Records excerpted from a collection
-------
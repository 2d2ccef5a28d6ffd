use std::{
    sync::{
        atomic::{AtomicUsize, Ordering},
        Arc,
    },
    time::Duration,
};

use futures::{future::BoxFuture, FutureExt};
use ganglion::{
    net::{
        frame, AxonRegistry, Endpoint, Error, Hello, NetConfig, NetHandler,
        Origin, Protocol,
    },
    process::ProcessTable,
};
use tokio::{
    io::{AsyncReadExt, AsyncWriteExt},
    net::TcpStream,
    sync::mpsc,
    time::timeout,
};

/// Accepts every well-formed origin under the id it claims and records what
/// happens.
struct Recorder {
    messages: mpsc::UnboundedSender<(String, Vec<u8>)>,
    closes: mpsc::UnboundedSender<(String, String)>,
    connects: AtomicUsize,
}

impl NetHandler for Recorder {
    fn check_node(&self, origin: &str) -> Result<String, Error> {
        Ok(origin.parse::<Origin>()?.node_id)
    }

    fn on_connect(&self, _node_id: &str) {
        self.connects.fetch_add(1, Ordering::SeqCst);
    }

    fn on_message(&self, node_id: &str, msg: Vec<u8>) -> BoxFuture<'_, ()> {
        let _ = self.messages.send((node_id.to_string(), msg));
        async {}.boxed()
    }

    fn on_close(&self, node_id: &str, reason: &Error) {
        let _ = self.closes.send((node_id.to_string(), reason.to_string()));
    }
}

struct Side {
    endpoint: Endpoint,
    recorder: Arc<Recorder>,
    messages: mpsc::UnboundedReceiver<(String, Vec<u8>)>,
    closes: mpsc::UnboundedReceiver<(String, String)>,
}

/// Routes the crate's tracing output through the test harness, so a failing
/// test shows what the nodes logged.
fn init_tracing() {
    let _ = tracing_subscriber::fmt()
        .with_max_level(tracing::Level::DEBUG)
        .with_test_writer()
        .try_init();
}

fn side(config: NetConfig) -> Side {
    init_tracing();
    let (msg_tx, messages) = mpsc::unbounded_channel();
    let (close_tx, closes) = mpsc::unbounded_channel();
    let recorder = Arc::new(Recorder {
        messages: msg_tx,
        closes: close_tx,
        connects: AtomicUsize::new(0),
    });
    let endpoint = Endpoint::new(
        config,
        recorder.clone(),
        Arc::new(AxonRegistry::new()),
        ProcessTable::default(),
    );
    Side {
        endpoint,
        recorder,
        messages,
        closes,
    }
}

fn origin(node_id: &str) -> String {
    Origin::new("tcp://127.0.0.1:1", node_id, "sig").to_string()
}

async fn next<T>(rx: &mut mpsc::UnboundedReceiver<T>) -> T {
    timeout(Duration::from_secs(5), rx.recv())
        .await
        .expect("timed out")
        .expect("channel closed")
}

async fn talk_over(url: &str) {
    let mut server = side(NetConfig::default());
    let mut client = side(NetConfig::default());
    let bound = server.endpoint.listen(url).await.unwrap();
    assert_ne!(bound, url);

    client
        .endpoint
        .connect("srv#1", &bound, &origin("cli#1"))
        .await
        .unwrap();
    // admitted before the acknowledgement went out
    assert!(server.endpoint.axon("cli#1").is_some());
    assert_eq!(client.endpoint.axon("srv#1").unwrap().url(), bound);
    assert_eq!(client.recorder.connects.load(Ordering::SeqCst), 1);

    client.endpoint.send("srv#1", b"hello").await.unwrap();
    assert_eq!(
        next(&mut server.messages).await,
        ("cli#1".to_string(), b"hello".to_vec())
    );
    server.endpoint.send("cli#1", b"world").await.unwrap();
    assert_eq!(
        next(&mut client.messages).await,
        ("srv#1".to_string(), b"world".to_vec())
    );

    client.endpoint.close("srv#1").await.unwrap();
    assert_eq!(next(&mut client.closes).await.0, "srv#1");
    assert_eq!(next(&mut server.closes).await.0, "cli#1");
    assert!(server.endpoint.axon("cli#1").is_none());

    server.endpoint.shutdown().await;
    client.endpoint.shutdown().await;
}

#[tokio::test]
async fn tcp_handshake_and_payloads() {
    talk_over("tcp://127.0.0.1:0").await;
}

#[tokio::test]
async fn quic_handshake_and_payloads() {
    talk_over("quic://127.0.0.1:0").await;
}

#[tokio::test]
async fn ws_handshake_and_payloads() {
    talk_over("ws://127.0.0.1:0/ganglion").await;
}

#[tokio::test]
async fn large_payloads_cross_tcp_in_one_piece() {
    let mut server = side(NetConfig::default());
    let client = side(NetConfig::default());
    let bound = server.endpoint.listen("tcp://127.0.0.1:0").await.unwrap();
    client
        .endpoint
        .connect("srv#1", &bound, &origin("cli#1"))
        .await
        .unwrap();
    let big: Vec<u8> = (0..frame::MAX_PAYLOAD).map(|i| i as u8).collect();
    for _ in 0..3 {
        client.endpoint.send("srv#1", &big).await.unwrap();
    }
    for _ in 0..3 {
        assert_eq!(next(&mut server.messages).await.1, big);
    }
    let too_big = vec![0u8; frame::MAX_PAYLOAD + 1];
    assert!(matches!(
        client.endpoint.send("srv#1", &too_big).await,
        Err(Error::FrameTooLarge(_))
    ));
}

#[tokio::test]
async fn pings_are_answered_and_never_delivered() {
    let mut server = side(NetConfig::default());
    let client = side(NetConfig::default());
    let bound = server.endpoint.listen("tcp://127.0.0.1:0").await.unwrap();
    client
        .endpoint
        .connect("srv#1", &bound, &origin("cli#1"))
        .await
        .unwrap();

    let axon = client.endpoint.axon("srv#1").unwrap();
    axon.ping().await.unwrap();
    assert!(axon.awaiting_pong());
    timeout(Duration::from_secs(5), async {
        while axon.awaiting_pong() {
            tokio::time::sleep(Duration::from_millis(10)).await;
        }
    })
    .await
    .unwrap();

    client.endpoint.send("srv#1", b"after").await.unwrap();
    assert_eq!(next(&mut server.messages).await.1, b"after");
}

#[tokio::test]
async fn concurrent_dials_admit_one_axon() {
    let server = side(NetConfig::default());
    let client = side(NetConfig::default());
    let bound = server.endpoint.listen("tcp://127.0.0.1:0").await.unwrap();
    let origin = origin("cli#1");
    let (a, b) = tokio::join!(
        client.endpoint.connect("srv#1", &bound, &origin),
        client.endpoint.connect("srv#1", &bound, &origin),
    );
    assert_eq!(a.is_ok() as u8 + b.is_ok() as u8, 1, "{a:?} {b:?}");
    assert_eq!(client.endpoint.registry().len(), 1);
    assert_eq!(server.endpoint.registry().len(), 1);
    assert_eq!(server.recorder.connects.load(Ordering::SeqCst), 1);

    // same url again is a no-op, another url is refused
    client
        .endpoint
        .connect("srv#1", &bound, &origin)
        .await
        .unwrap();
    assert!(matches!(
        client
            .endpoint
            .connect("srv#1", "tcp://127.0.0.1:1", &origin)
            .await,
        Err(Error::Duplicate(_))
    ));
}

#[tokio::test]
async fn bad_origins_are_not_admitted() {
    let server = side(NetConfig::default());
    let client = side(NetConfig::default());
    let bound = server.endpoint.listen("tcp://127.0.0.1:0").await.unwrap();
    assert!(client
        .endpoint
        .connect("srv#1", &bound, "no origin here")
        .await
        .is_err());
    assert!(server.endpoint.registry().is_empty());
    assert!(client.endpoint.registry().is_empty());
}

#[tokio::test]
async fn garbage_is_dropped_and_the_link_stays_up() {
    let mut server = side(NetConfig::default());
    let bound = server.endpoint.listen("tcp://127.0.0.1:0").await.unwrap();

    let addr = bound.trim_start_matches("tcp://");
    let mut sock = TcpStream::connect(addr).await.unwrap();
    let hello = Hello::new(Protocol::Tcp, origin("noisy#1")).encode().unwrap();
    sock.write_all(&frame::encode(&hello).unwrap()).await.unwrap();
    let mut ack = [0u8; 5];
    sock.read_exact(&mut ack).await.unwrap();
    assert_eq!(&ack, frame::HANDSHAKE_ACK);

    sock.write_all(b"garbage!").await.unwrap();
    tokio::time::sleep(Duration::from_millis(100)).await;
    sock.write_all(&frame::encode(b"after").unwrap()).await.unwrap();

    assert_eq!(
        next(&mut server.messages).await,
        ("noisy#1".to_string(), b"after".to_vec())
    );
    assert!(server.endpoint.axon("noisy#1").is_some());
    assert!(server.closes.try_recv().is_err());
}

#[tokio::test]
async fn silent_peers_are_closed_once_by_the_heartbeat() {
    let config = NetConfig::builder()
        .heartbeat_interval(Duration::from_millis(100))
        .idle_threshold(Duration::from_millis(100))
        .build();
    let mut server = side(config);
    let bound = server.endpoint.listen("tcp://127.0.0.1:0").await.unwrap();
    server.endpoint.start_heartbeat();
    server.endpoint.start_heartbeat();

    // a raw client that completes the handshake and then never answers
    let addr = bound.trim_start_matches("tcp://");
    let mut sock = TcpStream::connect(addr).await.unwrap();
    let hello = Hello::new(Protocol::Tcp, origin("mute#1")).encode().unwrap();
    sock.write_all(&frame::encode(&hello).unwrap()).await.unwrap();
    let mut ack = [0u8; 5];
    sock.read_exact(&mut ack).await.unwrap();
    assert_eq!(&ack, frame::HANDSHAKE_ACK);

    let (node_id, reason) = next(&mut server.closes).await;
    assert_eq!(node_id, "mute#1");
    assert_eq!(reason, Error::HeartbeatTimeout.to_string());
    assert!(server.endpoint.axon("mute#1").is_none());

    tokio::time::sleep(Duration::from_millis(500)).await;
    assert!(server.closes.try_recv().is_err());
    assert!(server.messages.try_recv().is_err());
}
-------
▶ **What needs to be done**
Only the lines that contain the string "mute" are to be copied from the records.

▶ **Response to this task**
    let hello = Hello::new(Protocol::Tcp, origin("mute#1")).encode().unwrap();
    assert_eq!(node_id, "mute#1");
    assert!(server.endpoint.axon("mute#1").is_none());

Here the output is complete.